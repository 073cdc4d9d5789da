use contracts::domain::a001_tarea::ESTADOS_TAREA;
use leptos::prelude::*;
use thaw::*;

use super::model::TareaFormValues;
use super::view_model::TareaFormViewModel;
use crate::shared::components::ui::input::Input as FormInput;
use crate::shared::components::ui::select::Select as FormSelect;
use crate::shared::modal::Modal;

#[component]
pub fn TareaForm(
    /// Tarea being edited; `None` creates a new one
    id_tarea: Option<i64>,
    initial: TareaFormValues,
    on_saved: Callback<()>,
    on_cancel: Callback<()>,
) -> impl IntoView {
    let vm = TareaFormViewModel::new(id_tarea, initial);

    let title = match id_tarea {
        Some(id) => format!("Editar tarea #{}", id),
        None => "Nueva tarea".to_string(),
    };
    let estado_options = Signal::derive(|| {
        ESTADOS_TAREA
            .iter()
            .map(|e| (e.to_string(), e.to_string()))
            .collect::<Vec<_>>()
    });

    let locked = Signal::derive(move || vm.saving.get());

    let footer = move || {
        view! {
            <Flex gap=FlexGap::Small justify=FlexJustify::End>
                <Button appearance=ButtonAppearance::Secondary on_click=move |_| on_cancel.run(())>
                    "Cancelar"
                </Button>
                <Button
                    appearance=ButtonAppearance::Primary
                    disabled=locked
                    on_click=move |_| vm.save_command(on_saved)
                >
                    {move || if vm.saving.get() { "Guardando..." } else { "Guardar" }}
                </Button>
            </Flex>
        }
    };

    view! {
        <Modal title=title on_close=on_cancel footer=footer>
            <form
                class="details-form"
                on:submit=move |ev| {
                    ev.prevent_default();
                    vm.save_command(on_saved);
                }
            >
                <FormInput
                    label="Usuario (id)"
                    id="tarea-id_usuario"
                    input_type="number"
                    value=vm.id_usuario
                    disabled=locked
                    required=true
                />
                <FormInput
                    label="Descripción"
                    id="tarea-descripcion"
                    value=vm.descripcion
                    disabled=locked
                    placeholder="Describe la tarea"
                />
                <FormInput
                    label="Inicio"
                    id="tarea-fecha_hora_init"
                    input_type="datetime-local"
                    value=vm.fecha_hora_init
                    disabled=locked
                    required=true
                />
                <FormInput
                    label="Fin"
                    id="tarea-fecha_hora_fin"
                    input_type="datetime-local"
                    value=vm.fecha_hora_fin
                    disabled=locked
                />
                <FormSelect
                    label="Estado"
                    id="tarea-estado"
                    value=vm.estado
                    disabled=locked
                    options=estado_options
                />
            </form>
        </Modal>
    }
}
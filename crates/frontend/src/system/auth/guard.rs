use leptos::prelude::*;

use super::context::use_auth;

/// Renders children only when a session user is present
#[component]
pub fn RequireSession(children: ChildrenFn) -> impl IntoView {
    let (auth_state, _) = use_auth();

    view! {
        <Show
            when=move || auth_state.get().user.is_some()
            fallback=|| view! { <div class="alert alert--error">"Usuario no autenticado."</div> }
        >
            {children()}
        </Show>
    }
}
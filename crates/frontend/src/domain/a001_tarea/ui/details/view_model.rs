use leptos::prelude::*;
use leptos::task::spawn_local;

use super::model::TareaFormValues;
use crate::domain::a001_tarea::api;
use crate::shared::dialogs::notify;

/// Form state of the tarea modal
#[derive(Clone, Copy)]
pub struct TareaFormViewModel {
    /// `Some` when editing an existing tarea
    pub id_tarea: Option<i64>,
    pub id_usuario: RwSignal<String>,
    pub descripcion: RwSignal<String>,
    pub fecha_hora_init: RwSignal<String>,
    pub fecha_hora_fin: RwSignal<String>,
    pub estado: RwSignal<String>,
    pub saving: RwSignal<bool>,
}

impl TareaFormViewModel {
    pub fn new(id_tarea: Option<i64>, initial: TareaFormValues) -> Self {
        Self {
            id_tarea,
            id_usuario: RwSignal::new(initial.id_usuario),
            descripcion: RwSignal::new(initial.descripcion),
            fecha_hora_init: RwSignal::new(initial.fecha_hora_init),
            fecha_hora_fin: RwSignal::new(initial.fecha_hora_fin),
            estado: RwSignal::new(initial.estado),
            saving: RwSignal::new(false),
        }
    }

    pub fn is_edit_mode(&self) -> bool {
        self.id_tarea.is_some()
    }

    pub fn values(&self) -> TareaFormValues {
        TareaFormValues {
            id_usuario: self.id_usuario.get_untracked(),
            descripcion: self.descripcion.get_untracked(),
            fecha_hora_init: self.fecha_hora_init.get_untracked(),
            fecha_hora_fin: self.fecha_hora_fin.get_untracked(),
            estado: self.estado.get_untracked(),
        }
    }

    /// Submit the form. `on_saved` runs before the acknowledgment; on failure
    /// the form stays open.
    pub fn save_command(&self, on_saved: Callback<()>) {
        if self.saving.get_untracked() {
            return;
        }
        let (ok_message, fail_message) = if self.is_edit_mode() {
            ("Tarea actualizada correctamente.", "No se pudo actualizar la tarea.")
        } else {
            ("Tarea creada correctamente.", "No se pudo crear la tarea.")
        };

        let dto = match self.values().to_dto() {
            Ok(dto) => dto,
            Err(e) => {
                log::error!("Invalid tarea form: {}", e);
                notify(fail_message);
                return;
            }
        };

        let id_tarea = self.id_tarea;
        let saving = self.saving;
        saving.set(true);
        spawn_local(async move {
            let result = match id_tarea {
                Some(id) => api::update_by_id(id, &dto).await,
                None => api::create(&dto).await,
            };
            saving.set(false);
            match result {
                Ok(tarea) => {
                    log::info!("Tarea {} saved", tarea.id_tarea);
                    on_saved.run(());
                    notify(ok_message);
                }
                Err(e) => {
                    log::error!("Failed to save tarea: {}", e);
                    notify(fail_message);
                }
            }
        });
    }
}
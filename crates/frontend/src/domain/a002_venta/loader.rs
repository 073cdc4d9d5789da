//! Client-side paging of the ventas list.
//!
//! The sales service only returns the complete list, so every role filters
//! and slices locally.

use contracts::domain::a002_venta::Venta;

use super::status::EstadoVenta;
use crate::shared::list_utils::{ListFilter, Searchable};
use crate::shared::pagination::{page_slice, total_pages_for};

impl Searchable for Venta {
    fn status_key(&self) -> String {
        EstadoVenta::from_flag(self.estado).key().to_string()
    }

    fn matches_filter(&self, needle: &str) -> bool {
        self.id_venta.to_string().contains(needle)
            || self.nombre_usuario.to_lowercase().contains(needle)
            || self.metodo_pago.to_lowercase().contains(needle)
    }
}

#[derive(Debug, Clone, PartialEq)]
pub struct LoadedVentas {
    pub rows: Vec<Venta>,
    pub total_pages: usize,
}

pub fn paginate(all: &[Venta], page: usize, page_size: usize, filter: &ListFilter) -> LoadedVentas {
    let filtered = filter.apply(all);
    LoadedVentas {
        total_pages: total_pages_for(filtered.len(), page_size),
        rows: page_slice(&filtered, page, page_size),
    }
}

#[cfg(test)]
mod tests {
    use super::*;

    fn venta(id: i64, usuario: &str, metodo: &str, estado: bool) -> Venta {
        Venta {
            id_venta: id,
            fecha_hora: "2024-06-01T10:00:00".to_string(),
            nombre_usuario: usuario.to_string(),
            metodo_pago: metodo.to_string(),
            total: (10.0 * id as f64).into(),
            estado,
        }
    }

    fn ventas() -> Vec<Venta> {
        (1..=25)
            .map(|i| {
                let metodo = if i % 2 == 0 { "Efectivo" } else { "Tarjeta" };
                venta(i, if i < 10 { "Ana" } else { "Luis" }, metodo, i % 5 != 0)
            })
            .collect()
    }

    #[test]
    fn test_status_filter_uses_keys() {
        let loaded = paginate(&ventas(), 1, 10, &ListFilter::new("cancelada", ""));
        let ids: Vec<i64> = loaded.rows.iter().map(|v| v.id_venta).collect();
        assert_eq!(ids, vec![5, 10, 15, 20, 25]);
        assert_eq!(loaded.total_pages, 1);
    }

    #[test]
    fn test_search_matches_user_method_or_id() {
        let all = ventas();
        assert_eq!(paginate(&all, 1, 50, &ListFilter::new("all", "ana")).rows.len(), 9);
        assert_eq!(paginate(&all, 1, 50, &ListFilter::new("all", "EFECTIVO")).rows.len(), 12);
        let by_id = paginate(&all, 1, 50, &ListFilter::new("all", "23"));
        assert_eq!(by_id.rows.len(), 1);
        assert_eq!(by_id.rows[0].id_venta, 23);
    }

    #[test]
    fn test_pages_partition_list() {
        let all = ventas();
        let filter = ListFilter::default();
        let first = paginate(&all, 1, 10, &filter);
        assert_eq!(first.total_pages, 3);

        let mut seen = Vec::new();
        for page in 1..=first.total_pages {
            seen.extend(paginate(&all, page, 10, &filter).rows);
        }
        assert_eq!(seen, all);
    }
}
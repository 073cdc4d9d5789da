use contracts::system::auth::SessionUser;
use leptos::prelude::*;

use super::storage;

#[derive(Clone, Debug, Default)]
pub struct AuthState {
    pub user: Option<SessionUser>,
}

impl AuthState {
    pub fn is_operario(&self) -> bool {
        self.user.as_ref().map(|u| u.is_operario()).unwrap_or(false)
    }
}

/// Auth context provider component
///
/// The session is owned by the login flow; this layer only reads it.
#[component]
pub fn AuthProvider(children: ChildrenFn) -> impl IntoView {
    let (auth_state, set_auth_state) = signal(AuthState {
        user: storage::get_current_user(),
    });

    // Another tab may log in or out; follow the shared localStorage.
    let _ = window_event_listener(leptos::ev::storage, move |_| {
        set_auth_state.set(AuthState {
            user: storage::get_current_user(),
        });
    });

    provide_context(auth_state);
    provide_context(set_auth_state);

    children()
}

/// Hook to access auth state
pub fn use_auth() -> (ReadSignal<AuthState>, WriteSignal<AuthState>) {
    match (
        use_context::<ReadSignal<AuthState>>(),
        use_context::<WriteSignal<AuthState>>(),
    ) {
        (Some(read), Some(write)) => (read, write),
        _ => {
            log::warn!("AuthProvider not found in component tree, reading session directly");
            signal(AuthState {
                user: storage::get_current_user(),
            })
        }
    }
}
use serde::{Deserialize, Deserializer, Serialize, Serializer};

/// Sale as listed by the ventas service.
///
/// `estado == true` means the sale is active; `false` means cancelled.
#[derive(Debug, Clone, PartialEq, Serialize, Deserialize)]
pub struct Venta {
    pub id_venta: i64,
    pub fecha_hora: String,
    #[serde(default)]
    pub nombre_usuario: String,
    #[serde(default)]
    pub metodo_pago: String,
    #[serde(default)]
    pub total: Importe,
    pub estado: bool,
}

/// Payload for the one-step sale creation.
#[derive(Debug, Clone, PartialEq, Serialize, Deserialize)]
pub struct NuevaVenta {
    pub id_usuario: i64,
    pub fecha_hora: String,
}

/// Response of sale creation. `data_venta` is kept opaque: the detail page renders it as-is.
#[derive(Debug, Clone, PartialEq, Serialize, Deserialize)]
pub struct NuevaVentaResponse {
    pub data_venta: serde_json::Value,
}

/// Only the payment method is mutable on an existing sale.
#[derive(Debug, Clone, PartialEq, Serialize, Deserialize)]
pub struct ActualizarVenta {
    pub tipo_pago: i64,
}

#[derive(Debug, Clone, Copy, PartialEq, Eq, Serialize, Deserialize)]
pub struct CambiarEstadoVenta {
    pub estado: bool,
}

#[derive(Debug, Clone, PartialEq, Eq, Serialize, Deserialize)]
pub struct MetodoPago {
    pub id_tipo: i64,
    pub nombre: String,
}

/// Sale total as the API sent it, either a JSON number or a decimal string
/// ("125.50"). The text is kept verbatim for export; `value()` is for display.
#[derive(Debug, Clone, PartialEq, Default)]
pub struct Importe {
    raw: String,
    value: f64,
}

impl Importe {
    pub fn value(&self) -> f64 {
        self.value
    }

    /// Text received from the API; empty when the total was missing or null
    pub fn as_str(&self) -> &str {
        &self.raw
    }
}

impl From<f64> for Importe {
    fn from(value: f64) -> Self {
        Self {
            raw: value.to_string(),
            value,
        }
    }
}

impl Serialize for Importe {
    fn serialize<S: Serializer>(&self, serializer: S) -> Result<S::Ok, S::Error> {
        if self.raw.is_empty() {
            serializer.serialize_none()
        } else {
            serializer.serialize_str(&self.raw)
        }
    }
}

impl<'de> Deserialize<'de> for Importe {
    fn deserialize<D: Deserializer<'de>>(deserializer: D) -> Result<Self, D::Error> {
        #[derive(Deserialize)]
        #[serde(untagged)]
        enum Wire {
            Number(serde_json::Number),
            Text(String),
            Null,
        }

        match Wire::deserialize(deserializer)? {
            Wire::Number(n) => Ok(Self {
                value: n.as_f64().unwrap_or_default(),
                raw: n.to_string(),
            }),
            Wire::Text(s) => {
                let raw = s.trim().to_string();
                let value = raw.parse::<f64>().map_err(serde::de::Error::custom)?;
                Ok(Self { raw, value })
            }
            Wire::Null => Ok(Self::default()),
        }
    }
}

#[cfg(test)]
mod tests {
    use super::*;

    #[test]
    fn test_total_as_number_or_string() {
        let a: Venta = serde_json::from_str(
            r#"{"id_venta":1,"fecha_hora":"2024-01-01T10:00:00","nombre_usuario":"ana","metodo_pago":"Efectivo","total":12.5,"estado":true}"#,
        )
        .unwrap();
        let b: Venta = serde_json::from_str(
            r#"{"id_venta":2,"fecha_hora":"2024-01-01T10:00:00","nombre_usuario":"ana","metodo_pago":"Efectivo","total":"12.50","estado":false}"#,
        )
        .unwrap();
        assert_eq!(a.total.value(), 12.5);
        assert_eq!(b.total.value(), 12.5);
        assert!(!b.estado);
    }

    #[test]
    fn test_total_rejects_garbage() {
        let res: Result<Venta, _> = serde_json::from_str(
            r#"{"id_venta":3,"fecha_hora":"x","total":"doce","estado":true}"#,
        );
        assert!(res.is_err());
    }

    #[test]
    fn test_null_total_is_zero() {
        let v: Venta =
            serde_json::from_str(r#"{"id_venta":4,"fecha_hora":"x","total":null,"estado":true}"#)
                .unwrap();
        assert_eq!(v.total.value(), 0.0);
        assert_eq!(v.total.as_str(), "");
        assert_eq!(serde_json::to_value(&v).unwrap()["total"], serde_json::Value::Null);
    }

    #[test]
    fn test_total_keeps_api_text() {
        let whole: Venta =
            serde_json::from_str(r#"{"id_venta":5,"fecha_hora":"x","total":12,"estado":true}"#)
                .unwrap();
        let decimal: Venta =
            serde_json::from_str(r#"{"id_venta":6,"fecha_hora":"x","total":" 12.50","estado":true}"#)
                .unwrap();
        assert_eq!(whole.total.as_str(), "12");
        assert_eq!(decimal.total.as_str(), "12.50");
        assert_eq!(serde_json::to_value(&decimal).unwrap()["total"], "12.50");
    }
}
----------------------------------------
REQUIRED WORK – Which lines hold the word "iter"? Return all of them from the records above.

RESULT BELOW –
            .iter()
        let ids: Vec<i64> = loaded.rows.iter().map(|v| v.id_venta).collect();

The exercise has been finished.